Information Paper for
Legislative Panel on Home Affairs
Meeting on 8 February 1999
Development of Community Halls
This paper briefs Members on community hall development since the 1989 moratorium, including the current policy on community hall development, as well as the current utilization of community centre facilities.
2. As a result of the low utilization rate of community centres/halls, a moratorium was imposed in 1989 on the "automatic" construction of new community centres/halls based solely on population, pending a review of the Hong Kong Planning Standards and Guidelines (HKPSG) for community halls. Planning Department completed the review in 1996 and a public consultation exercise was conducted in late 1996.
3. Subsequently, the Administration fine-tuned the HKPSG which were eventually finalized in 1998. Home Affairs Department, in conjunction with Planning Department, have briefed the 18 Provisional District Boards on the outcome, and Planning Department is now preparing the formal promulgation of the revised HKPSG for community halls (please see the Appendix).
4. Under the 1989 version of the HKPSG, a community centre meant a community hall and a welfare block of fixed floor area. There was a population specification for the provision of community centre facilities, with a District Community Centre (DCC), Area Community Centre (ACC) and Neighbourhood Community Centre (NCC) being provided according to various population threshold levels.
5. Under the revised HKPSG for community halls, the term "community hall" will be used instead of community centre. A community hall will usually have a standardized size of 1260m2
(in Gross Floor Area). Future community halls will usually form part of an integrated development, instead of being stand-alone developments. In addition, future community halls will no longer necessarily be co-located with welfare services, although welfare services/facilities would often be one of the main joint users in an integrated development.
6. The provision of future community halls will be judged on a "need basis" on individual merits, taking into account the following factors:-
- population size;
- area characteristics and community aspirations;
- location of the area concerned;
- availability of existing community halls or similar facilities nearby;
- the usage rates of nearby community halls;
- accessibility of nearby community halls to the subject area; and
- availability of alternative accommodation for community activities and their ease of access.
7. The Director of Home Affairs, in consultation with the District Officers, will assess the need for the provision of community halls. Views and aspirations of the local community will be taken into account.
Future Provision of Community Halls
8. In view of the revision of the HKPSG for community halls, Home Affairs Department has undertaken a review of the 68 reserved community hall sites to assess the projected needs for new community halls. Where no urgent or special need for a community hall is identified, the site will be released for other purposes, such as schools or public housing. Where genuine need is identified, concrete development proposals would be drawn up either for the reserved site with the community hall as the basic component and other facilities incorporated into the development; or with a community hall being incorporated into an integrated development at a nearby area, releasing the original community hall site.
9. So far, Home Affairs Department has obtained the Finance Committee's funding approval for three community hall projects in Sai Ying Pun, Mong Kok, and Happy Valley. Twelve other joint development projects have been drawn up and are awaiting funding approval.
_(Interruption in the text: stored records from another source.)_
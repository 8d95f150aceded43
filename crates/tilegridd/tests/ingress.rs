//! Ingress regression tests: drive the router in-process with `oneshot`.

use std::sync::Arc;
use std::time::Duration;

use axum::body::Body;
use axum::http::{Request, StatusCode};
use tower::ServiceExt;

use tilegrid_scheduler::ConnectorCache;
use tilegrid_state::*;
use tilegrid_worker::WorkerPool;
use tilegridd::ingress::{IngressState, build_router};

fn tile(path: &str, z: i64, status: TileStatus) -> Tile {
    Tile {
        relative_path: path.to_string(),
        tile_name: path.to_string(),
        position: Lattice::new(0, 0, z),
        step: Lattice::default(),
        this_stage_status: status,
        prev_stage_status: Some(TileStatus::Complete),
        created_at: 0,
        updated_at: 0,
    }
}

fn worker() -> WorkerInfo {
    WorkerInfo {
        id: "w1".to_string(),
        address: "127.0.0.1".to_string(),
        port: 6201,
        local_work_capacity: 4.0,
        cluster_work_capacity: 0.0,
        is_in_scheduler_pool: true,
        is_cluster_proxy: false,
        updated_at: 0,
    }
}

/// Store with project p1, stage s1 holding tiles a (Processing, running
/// execution e1), b (Incomplete, z=1) and c (Failed).
async fn test_state() -> IngressState {
    let store = StateStore::open_in_memory().unwrap();
    store
        .put_project(&Project {
            id: "p1".to_string(),
            name: "p1".to_string(),
            root_path: "/data".to_string(),
            region: RegionBounds::default(),
            skip_planes: Vec::new(),
            is_processing: false,
            created_at: 0,
            updated_at: 0,
        })
        .unwrap();
    store
        .put_stage(&PipelineStage {
            id: "s1".to_string(),
            project_id: "p1".to_string(),
            name: "s1".to_string(),
            task_id: "t1".to_string(),
            function_type: StageFunction::MapTile,
            previous_stage_id: None,
            depth: 1,
            dst_path: "/out".to_string(),
            is_processing: false,
            created_at: 0,
            updated_at: 0,
        })
        .unwrap();
    let table = store.stage_table("s1").unwrap();
    table
        .insert_tiles(&[
            tile("a", 0, TileStatus::Processing),
            tile("b", 1, TileStatus::Incomplete),
            tile("c", 2, TileStatus::Failed),
        ])
        .unwrap();
    let task = TaskDefinition {
        id: "t1".to_string(),
        name: "t1".to_string(),
        script: "/bin/run".to_string(),
        interpreter: None,
        args: Vec::new(),
        expected_exit_code: 0,
        local_work_units: 1.0,
        cluster_work_units: 1.0,
    };
    let mut exec = table
        .create_task_execution(
            &worker(),
            &task,
            ExecutionStart {
                id: "e1".to_string(),
                tile_relative_path: "a".to_string(),
                resolved_args: Vec::new(),
                log_file: "/out/.log/a-e1.log".to_string(),
            },
        )
        .unwrap();
    exec.execution_status = ExecutionStatus::Running;
    table.update_task_execution(&exec).unwrap();

    let pool = Arc::new(WorkerPool::new(Duration::from_secs(30)));
    pool.upsert(worker()).await;

    IngressState {
        connectors: Arc::new(ConnectorCache::new(store.clone())),
        store,
        pool,
        chunk_size: 100,
    }
}

fn post_json(uri: &str, body: serde_json::Value) -> Request<Body> {
    Request::builder()
        .method("POST")
        .uri(uri)
        .header("content-type", "application/json")
        .body(Body::from(serde_json::to_vec(&body).unwrap()))
        .unwrap()
}

fn get(uri: &str) -> Request<Body> {
    Request::builder().uri(uri).body(Body::empty()).unwrap()
}

async fn json_body(resp: axum::response::Response) -> serde_json::Value {
    let bytes = axum::body::to_bytes(resp.into_body(), usize::MAX).await.unwrap();
    serde_json::from_slice(&bytes).unwrap()
}

#[tokio::test]
async fn completion_report_completes_tile() {
    let state = test_state().await;
    let router = build_router(state.clone());

    let resp = router
        .oneshot(post_json(
            "/api/v1/executions/complete",
            serde_json::json!({
                "execution_id": "e1",
                "execution_status": "completed",
                "completion_result": "success",
                "exit_code": 0,
            }),
        ))
        .await
        .unwrap();
    assert_eq!(resp.status(), StatusCode::OK);
    let body = json_body(resp).await;
    assert_eq!(body["data"]["tile_status"], "complete");

    let table = state.store.stage_table("s1").unwrap();
    assert_eq!(
        table.load_tile("a").unwrap().unwrap().this_stage_status,
        TileStatus::Complete
    );
}

#[tokio::test]
async fn completion_for_unknown_execution_is_404() {
    let router = build_router(test_state().await);
    let resp = router
        .oneshot(post_json(
            "/api/v1/executions/complete",
            serde_json::json!({
                "execution_id": "nope",
                "execution_status": "completed",
                "completion_result": "success",
            }),
        ))
        .await
        .unwrap();
    assert_eq!(resp.status(), StatusCode::NOT_FOUND);
}

#[tokio::test]
async fn heartbeat_known_and_unknown_workers() {
    let state = test_state().await;

    let resp = build_router(state.clone())
        .oneshot(post_json(
            "/api/v1/workers/w1/heartbeat",
            serde_json::json!({ "task_load": 1.5 }),
        ))
        .await
        .unwrap();
    assert_eq!(resp.status(), StatusCode::OK);
    assert_eq!(state.pool.tracked_load("w1").await, Some(1.5));

    let resp = build_router(state)
        .oneshot(post_json("/api/v1/workers/ghost/heartbeat", serde_json::json!({})))
        .await
        .unwrap();
    assert_eq!(resp.status(), StatusCode::NOT_FOUND);
}

#[tokio::test]
async fn worker_snapshot_lists_pool() {
    let resp = build_router(test_state().await)
        .oneshot(get("/api/v1/workers"))
        .await
        .unwrap();
    assert_eq!(resp.status(), StatusCode::OK);
    let body = json_body(resp).await;
    assert_eq!(body["data"][0]["id"], "w1");
}

#[tokio::test]
async fn stage_counts_and_missing_stage() {
    let state = test_state().await;

    let resp = build_router(state.clone())
        .oneshot(get("/api/v1/stages/s1/counts"))
        .await
        .unwrap();
    assert_eq!(resp.status(), StatusCode::OK);
    let body = json_body(resp).await;
    assert_eq!(body["data"]["processing"], 1);
    assert_eq!(body["data"]["incomplete"], 1);
    assert_eq!(body["data"]["failed"], 1);

    let resp = build_router(state)
        .oneshot(get("/api/v1/stages/ghost/counts"))
        .await
        .unwrap();
    assert_eq!(resp.status(), StatusCode::NOT_FOUND);
}

#[tokio::test]
async fn set_tile_status_by_paths_and_by_conversion() {
    let state = test_state().await;

    let resp = build_router(state.clone())
        .oneshot(post_json(
            "/api/v1/stages/s1/status",
            serde_json::json!({ "relative_paths": ["b"], "status": "queued" }),
        ))
        .await
        .unwrap();
    assert_eq!(resp.status(), StatusCode::OK);
    assert_eq!(json_body(resp).await["data"]["changed"], 1);

    let resp = build_router(state.clone())
        .oneshot(post_json(
            "/api/v1/stages/s1/status",
            serde_json::json!({ "from": "failed", "status": "incomplete" }),
        ))
        .await
        .unwrap();
    assert_eq!(resp.status(), StatusCode::OK);

    let table = state.store.stage_table("s1").unwrap();
    assert_eq!(table.count_to_process().unwrap(), 1);
    assert_eq!(
        table.load_tile("c").unwrap().unwrap().this_stage_status,
        TileStatus::Incomplete
    );
}

#[tokio::test]
async fn invalid_status_requests_are_400() {
    let state = test_state().await;

    let resp = build_router(state.clone())
        .oneshot(post_json(
            "/api/v1/stages/s1/status",
            serde_json::json!({ "relative_paths": ["b"], "status": "processing" }),
        ))
        .await
        .unwrap();
    assert_eq!(resp.status(), StatusCode::BAD_REQUEST);

    let resp = build_router(state)
        .oneshot(post_json(
            "/api/v1/stages/s1/status",
            serde_json::json!({ "status": "incomplete" }),
        ))
        .await
        .unwrap();
    assert_eq!(resp.status(), StatusCode::BAD_REQUEST);
}

#[tokio::test]
async fn processing_toggles_and_dequeue() {
    let state = test_state().await;

    let resp = build_router(state.clone())
        .oneshot(post_json(
            "/api/v1/projects/p1/processing",
            serde_json::json!({ "is_processing": true }),
        ))
        .await
        .unwrap();
    assert_eq!(resp.status(), StatusCode::OK);
    assert!(state.store.get_project("p1").unwrap().unwrap().is_processing);

    let resp = build_router(state.clone())
        .oneshot(post_json(
            "/api/v1/stages/s1/processing",
            serde_json::json!({ "is_processing": true }),
        ))
        .await
        .unwrap();
    assert_eq!(resp.status(), StatusCode::OK);
    assert!(state.store.get_stage("s1").unwrap().unwrap().is_processing);

    build_router(state.clone())
        .oneshot(post_json(
            "/api/v1/stages/s1/status",
            serde_json::json!({ "relative_paths": ["b"], "status": "queued" }),
        ))
        .await
        .unwrap();
    let resp = build_router(state.clone())
        .oneshot(post_json(
            "/api/v1/stages/s1/dequeue",
            serde_json::json!({ "planes": [1] }),
        ))
        .await
        .unwrap();
    assert_eq!(json_body(resp).await["data"]["changed"], 1);
    let table = state.store.stage_table("s1").unwrap();
    assert_eq!(table.count_to_process().unwrap(), 0);
}
//! State store errors.
//!
//! Every redb failure is flattened to its message: callers in the scheduler
//! only distinguish "the store is unavailable this tick" from "the row does
//! not exist", and the latter is expressed as `Ok(None)`.

use thiserror::Error;

pub type StateResult<T> = Result<T, StateError>;

#[derive(Debug, Error)]
pub enum StateError {
    #[error("failed to open database: {0}")]
    Open(String),

    #[error("transaction error: {0}")]
    Transaction(String),

    #[error("table error: {0}")]
    Table(String),

    #[error("read error: {0}")]
    Read(String),

    #[error("write error: {0}")]
    Write(String),

    #[error("codec error: {0}")]
    Codec(String),

    /// A per-owner connector was requested for an id that is neither a
    /// project nor a stage.
    #[error("unknown tile table owner: {0}")]
    UnknownOwner(String),
}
Home Affairs Department is working closely with other Departments to finalize concrete proposals for seven further projects.
Utilization of Existing Community Centres/Halls
10. A review of the utilization of the 77 existing community halls (42 community centres and 35 community halls) has led to the conclusion that the majority still serve genuine local needs and should be retained. Most community centres/halls have high utilization rates, especially at weekends and evenings. District Officers will continue to work with the local communities to improve utilization of the community centres/halls and encourage active local use particularly during the weekdays.
11. At the same time, Home Affairs Department is exploring the possibility of redeveloping a small number of community centres/halls which have good redevelopment potential. In some instances, redeveloping the community centre/hall and adjoining government buildings in one combined integrated development will release more land for other priority uses and better utilize our scarce land resources.
12. In parallel with Housing Department's estate redevelopment schemes, Home Affairs Department is assessing the provision of community and welfare facilities to serve the housing estate residents and the population in the vicinity. Joint developments can better serve the community and provide additional land for housing development.
13. Community halls provide venues and focal points for a range of community activities including civic education activities, social gatherings, training courses, celebrations, and recreational and cultural activities organized by local community organizations. The conference room within the hall is used by various local groups such as District Boards, Area Committees, Owners Corporations for meeting purposes. Community halls also serve as temporary shelters for people in need during natural disasters, emergency situations and inclement weather. As part of Home Affairs Department's mission to promote greater involvement and participation in community building activities as well as to enhance and foster social cohesion, we believe that it is still essential to provide such community facilities. We welcome Hon. Members' constructive views on the provision, development and management of community halls.